When the moderator of the group again asked me if this was a vision, I didn’t know what to think. Hadn’t she already made clear that I wasn’t having visions? Hadn’t I then publically accepted that? I thought that point had already been painfully settled.

So I wrote back saying, no it was this lesser vision that she had explained to me, and this was how long I’d been having them and this is what Jesus taught me about being with Him in this way.

Ah, the persistent delusion, that Jesus Himself was with me.

She was very gentle and loving, kind. She was uncertain about me. She didn’t think I was seeing with the eyes of the heart either and anyway, no one should stay there. I was all mixed up and had no three part cookie cutter clarity.

My soul and emotions and thoughts were smeared all through the experience like a child’s finger painting, which I had held up for the class, crying out, “Look at this beautiful thing Jesus has given me! He loves me. He loves you. Jesus is beautiful like this.”

She asked me what color His eyes were.

I felt as if someone has gently boxed me into a corner and was asking me for my spiritual I.D. But I had hidden nothing from them, from the first. I had already surrendered the sweet illusion of seeing Jesus in a vision. What more was she wanting me to prove?

Did you know that all the highest prophets in the country agree that Jesus has blue eyes and that He had blue eyes on earth? This is a secret kept by those in the know, those few that have actually spent time with Jesus.

I am not one of them. I have not really seen Jesus at all, not in any way that is real. Jesus has sent me sweet inspiration like pretty baubles for me to play with, but I have never really been with Him, because His eyes are blue.

That is my final diagnosis.

I sob so hard I cannot stand; I sink down to the floor and crouch there, gasping in a rasping, ugly way. I am so deeply hurt that I simply don't know what to do for myself.

Something in me wants to die. I am gasping for breath, I am shattered, my heart is crushed and giving off pungent, impure perfume. I am all emotion.

I thought I had finally found brothers and sisters with whom I could speak freely. I could say to them with joy, "I saw Jesus!" and they would not think me insane or egotistical, because they also had seen Him. They would know what it was like.

Instead, I was pared down and pared down until I stood there holding nothing.

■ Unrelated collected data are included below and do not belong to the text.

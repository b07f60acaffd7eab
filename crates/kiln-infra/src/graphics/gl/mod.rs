// Copyright 2025 eraflo
//
// Licensed under the Apache License, Version 2.0 (the "License");
// you may not use this file except in compliance with the License.
// You may obtain a copy of the License at
//
//     http://www.apache.org/licenses/LICENSE-2.0
//
// Unless required by applicable law or agreed to in writing, software
// distributed under the License is distributed on an "AS IS" BASIS,
// WITHOUT WARRANTIES OR CONDITIONS OF ANY KIND, either express or implied.
// See the License for the specific language governing permissions and
// limitations under the License.

//! OpenGL driver built on `glow`.

mod context;
mod registry;

pub use self::context::GlowContext;
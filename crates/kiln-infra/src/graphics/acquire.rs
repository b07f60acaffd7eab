// Copyright 2025 eraflo
//
// Licensed under the Apache License, Version 2.0 (the "License");
// you may not use this file except in compliance with the License.
// You may obtain a copy of the License at
//
//     http://www.apache.org/licenses/LICENSE-2.0
//
// Unless required by applicable law or agreed to in writing, software
// distributed under the License is distributed on an "AS IS" BASIS,
// WITHOUT WARRANTIES OR CONDITIONS OF ANY KIND, either express or implied.
// See the License for the specific language governing permissions and
// limitations under the License.

use kiln_core::{ContextSettings, DrawableSurface, RenderingContext};

use super::debug::ValidatingContext;

/// Requests a rendering context from `surface`.
///
/// With `debug_mode` the raw context is wrapped in a [`ValidatingContext`], so misuse
/// is rejected and reported instead of being silently ignored by the driver. Returns
/// `None` if the surface cannot provide a context.
pub fn acquire(surface: &dyn DrawableSurface, debug_mode: bool) -> Option<Box<dyn RenderingContext>> {
    let settings = ContextSettings::default().with_debug_mode(debug_mode);
    acquire_with(surface, &settings)
}

/// Requests a rendering context from `surface` using the full acquisition settings.
pub fn acquire_with(
    surface: &dyn DrawableSurface,
    settings: &ContextSettings,
) -> Option<Box<dyn RenderingContext>> {
    let Some(raw) = surface.request_context(settings) else {
        log::warn!(
            "Surface '{}' cannot provide a rendering context",
            surface.name()
        );
        return None;
    };

    let info = raw.info();
    log::info!(
        "Acquired {} context on '{}': {} (validation {})",
        info.backend,
        surface.name(),
        info.renderer,
        if settings.debug_mode { "on" } else { "off" }
    );

    if settings.debug_mode {
        Some(Box::new(
            ValidatingContext::new(raw).with_call_tracing(settings.trace_calls),
        ))
    } else {
        Some(raw)
    }
}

"This is not true," they said gently. "You can't have that. This is not really Jesus. It's not for you to have Jesus. You haven't reached the necessary spiritual perfect to spend time with Him. Real Jesus would never spend time with you in person."

This is like my upbringing all over again. "You cannot approach the throne of God. Jesus is high above you in untouched, burning purity. Who can ascend His holy hill- only those with pure hands and look at how filthy yours are! You ruined your life and you cannot ever come into His presence."

In the evening, I stand with my daughter in my arms before the crib, knowing that I must pray. I begin again to cry instead. I have been crying now for three hours and my nose is raw. My daughter looks up at my face, my broken heart pouring down it. I can't hide my grief.

Sweet daughter, life will do with to you. This is a part of being human. This is what others will do to you, with the best of intentions, with love.

Forgive them, because as surely as you are human, you will unintentionally do this to someone else.

Forgive me, dear unknown readers, if I have done this to you.

In the nursery, my prayer is the wavering thread of my broken, bewildered heart. Which Jesus am I praying to? How do I know? Who is the Son of Man, that I may believe?

How could Real Jesus stand by and let this happen? How could I love that Jesus? I thought childlike faith was precious to Him.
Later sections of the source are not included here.